Nothing but the line holding "#[sea_orm(primary_key, auto_increment = false)]" and the lines after it, through the end of the records, should be set down, each exactly as it is.

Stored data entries
-- Opening Marker --

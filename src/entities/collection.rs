use sea_orm::entity::prelude::*;
use serde::{Deserialize, Serialize};

#[derive(Clone, Debug, PartialEq, Eq, DeriveEntityModel, Serialize, Deserialize)]
#[sea_orm(table_name = "collections")]
pub struct Model {
    #[sea_orm(primary_key, auto_increment = false)]
    pub key: String,
    #[sea_orm(column_type = "Text")]
    pub value: String, // JSON document
    pub updated_at: i64,
}

#[derive(Copy, Clone, Debug, EnumIter, DeriveRelation)]
pub enum Relation {}

impl ActiveModelBehavior for ActiveModel {}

-- Closing Marker --

Task answer:
    #[sea_orm(primary_key, auto_increment = false)]
    pub key: String,
    #[sea_orm(column_type = "Text")]
    pub value: String, // JSON document
    pub updated_at: i64,
}

#[derive(Copy, Clone, Debug, EnumIter, DeriveRelation)]
pub enum Relation {}

impl ActiveModelBehavior for ActiveModel {}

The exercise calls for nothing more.